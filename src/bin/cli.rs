use sqlx::Row;
use std::collections::HashSet;

use anyhow::Context;
use clap::{Parser, Subcommand};
use dotenvy::dotenv;
use sqlx::SqlitePool;

use coffee_shop::db;

#[derive(Parser, Debug)]
#[command(author, version, about = "coffee-shop database tool", long_about = None)]
struct Cli {
    #[command(subcommand)]
    command: Commands,
}

#[derive(Subcommand, Debug)]
enum Commands {
    /// Apply pending migrations
    Migrate,
    /// Show migration status against the current database
    MigrateStatus,
    /// Insert the sample drink
    Seed,
    /// Delete every drink and start over with the sample drink
    Reset {
        /// Required: this removes all stored drinks
        #[arg(long)]
        yes: bool,
    },
}

#[tokio::main]
async fn main() -> anyhow::Result<()> {
    // Try to load env from CWD; fall back to the crate-local `.env`.
    if dotenv().is_err() {
        let crate_env = std::path::Path::new(env!("CARGO_MANIFEST_DIR")).join(".env");
        let _ = dotenvy::from_path(crate_env);
    }
    tracing_subscriber::fmt().with_target(false).init();

    let cli = Cli::parse();

    match cli.command {
        Commands::Migrate => {
            let pool = db::init().await?;
            pool.close().await;
            println!("Migrations applied");
        }
        Commands::MigrateStatus => {
            let pool = get_pool().await?;
            print_status(&pool).await?;
        }
        Commands::Seed => {
            let pool = db::init().await?;
            db::seed(&pool).await?;
            println!("Sample drink inserted");
        }
        Commands::Reset { yes } => {
            if !yes {
                anyhow::bail!("reset deletes every drink; pass --yes to confirm");
            }
            let pool = db::init().await?;
            db::reset(&pool).await?;
            println!("Drinks reset to the sample menu");
        }
    }

    Ok(())
}

async fn get_pool() -> anyhow::Result<SqlitePool> {
    let database_url = std::env::var("DATABASE_URL").context("DATABASE_URL not set")?;
    sqlx::sqlite::SqlitePoolOptions::new()
        .max_connections(1)
        .connect(&database_url)
        .await
        .context("failed to connect to database")
}

async fn print_status(pool: &SqlitePool) -> anyhow::Result<()> {
    let migrator = sqlx::migrate!();

    // If the migrations table doesn't exist, nothing is applied yet
    let tracked = sqlx::query("SELECT name FROM sqlite_master WHERE type='table' AND name='_sqlx_migrations'")
        .fetch_optional(pool)
        .await?;
    let applied_versions: HashSet<i64> = if tracked.is_some() {
        let rows = sqlx::query("SELECT version FROM _sqlx_migrations WHERE success = 1")
            .fetch_all(pool)
            .await?;
        rows.iter().filter_map(|row| row.try_get::<i64, _>("version").ok()).collect()
    } else {
        HashSet::new()
    };

    println!("{:<8} {:<20} {}", "Status", "Version", "Name");
    for migration in migrator.iter() {
        let status = if applied_versions.contains(&migration.version) { "applied" } else { "pending" };
        let desc = migration.description.as_ref().trim();
        let name = if desc.is_empty() { "unknown" } else { desc };
        println!("{:<8} {:<20} {}", status, migration.version, name);
    }

    Ok(())
}
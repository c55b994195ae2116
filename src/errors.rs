use axum::http::StatusCode;
use axum::response::{IntoResponse, Response};
use axum::Json;
use serde::Serialize;

use crate::auth::AuthError;

pub type AppResult<T> = Result<T, AppError>;

#[derive(thiserror::Error, Debug)]
pub enum AppError {
    #[error("bad request: {0}")]
    BadRequest(String),
    #[error("unprocessable: {0}")]
    Unprocessable(String),
    #[error("not found: {0}")]
    NotFound(String),
    #[error("method not allowed")]
    MethodNotAllowed,
    #[error(transparent)]
    Auth(#[from] AuthError),
    #[error("configuration error: {0}")]
    Configuration(String),
    #[error("database error")]
    Database(#[from] sqlx::Error),
    #[error("internal server error: {0}")]
    Internal(String),
}

impl AppError {
    pub fn bad_request(message: impl Into<String>) -> Self {
        Self::BadRequest(message.into())
    }

    pub fn unprocessable(message: impl Into<String>) -> Self {
        Self::Unprocessable(message.into())
    }

    pub fn not_found(message: impl Into<String>) -> Self {
        Self::NotFound(message.into())
    }

    pub fn configuration(message: impl Into<String>) -> Self {
        Self::Configuration(message.into())
    }

    pub fn internal(message: impl Into<String>) -> Self {
        Self::Internal(message.into())
    }

    pub fn status(&self) -> StatusCode {
        match self {
            AppError::BadRequest(_) => StatusCode::BAD_REQUEST,
            AppError::Unprocessable(_) => StatusCode::UNPROCESSABLE_ENTITY,
            AppError::NotFound(_) => StatusCode::NOT_FOUND,
            AppError::MethodNotAllowed => StatusCode::METHOD_NOT_ALLOWED,
            AppError::Auth(err) => err.status(),
            AppError::Configuration(_) => StatusCode::INTERNAL_SERVER_ERROR,
            AppError::Database(_) => StatusCode::INTERNAL_SERVER_ERROR,
            AppError::Internal(_) => StatusCode::INTERNAL_SERVER_ERROR,
        }
    }

    /// Client-facing message. Detail stays in the server log.
    pub fn public_message(&self) -> &'static str {
        match self {
            AppError::BadRequest(_) => "bad request",
            AppError::Unprocessable(_) => "unprocessable",
            AppError::NotFound(_) => "resource not found",
            AppError::MethodNotAllowed => "method not allowed",
            AppError::Auth(err) => err.message(),
            AppError::Configuration(_) | AppError::Database(_) | AppError::Internal(_) => {
                "internal server error"
            }
        }
    }
}

#[derive(Serialize)]
struct ErrorResponse {
    success: bool,
    error: u16,
    message: &'static str,
}

impl IntoResponse for AppError {
    fn into_response(self) -> Response {
        let status = self.status();

        match &self {
            AppError::Database(err) => tracing::error!(error = %err, "storage failure"),
            AppError::Configuration(_) | AppError::Internal(_) => tracing::error!(error = %self, "request failed"),
            _ => tracing::warn!(status = status.as_u16(), error = %self, "request rejected"),
        }

        let payload = ErrorResponse {
            success: false,
            error: status.as_u16(),
            message: self.public_message(),
        };

        (status, Json(payload)).into_response()
    }
}
use std::collections::HashSet;

use chrono::{DateTime, Utc};
use serde::{Deserialize, Serialize};
use serde_json::Value;

/// Verified token payload. Standard fields are optional here because
/// presence is enforced by validation, not by deserialization.
#[derive(Debug, Clone, Serialize, Deserialize)]
pub struct Claims {
    #[serde(default)]
    pub sub: Option<String>,
    #[serde(default)]
    pub iss: Option<String>,
    /// String or array of strings.
    #[serde(default)]
    pub aud: Option<Value>,
    #[serde(default)]
    pub exp: Option<i64>,
    #[serde(default)]
    pub iat: Option<i64>,
    #[serde(default)]
    pub permissions: Option<HashSet<String>>,
}

impl Claims {
    pub fn subject(&self) -> &str {
        self.sub.as_deref().unwrap_or("anonymous")
    }

    pub fn expires_at(&self) -> Option<DateTime<Utc>> {
        self.exp.and_then(|exp| DateTime::from_timestamp(exp, 0))
    }

    pub fn has_permission(&self, permission: &str) -> bool {
        self.permissions
            .as_ref()
            .map(|perms| perms.contains(permission))
            .unwrap_or(false)
    }
}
========
(REQUIRED WORK) State the number of lines in the data that include the string "match", and add nothing else.

(WORKED SOLUTION) 4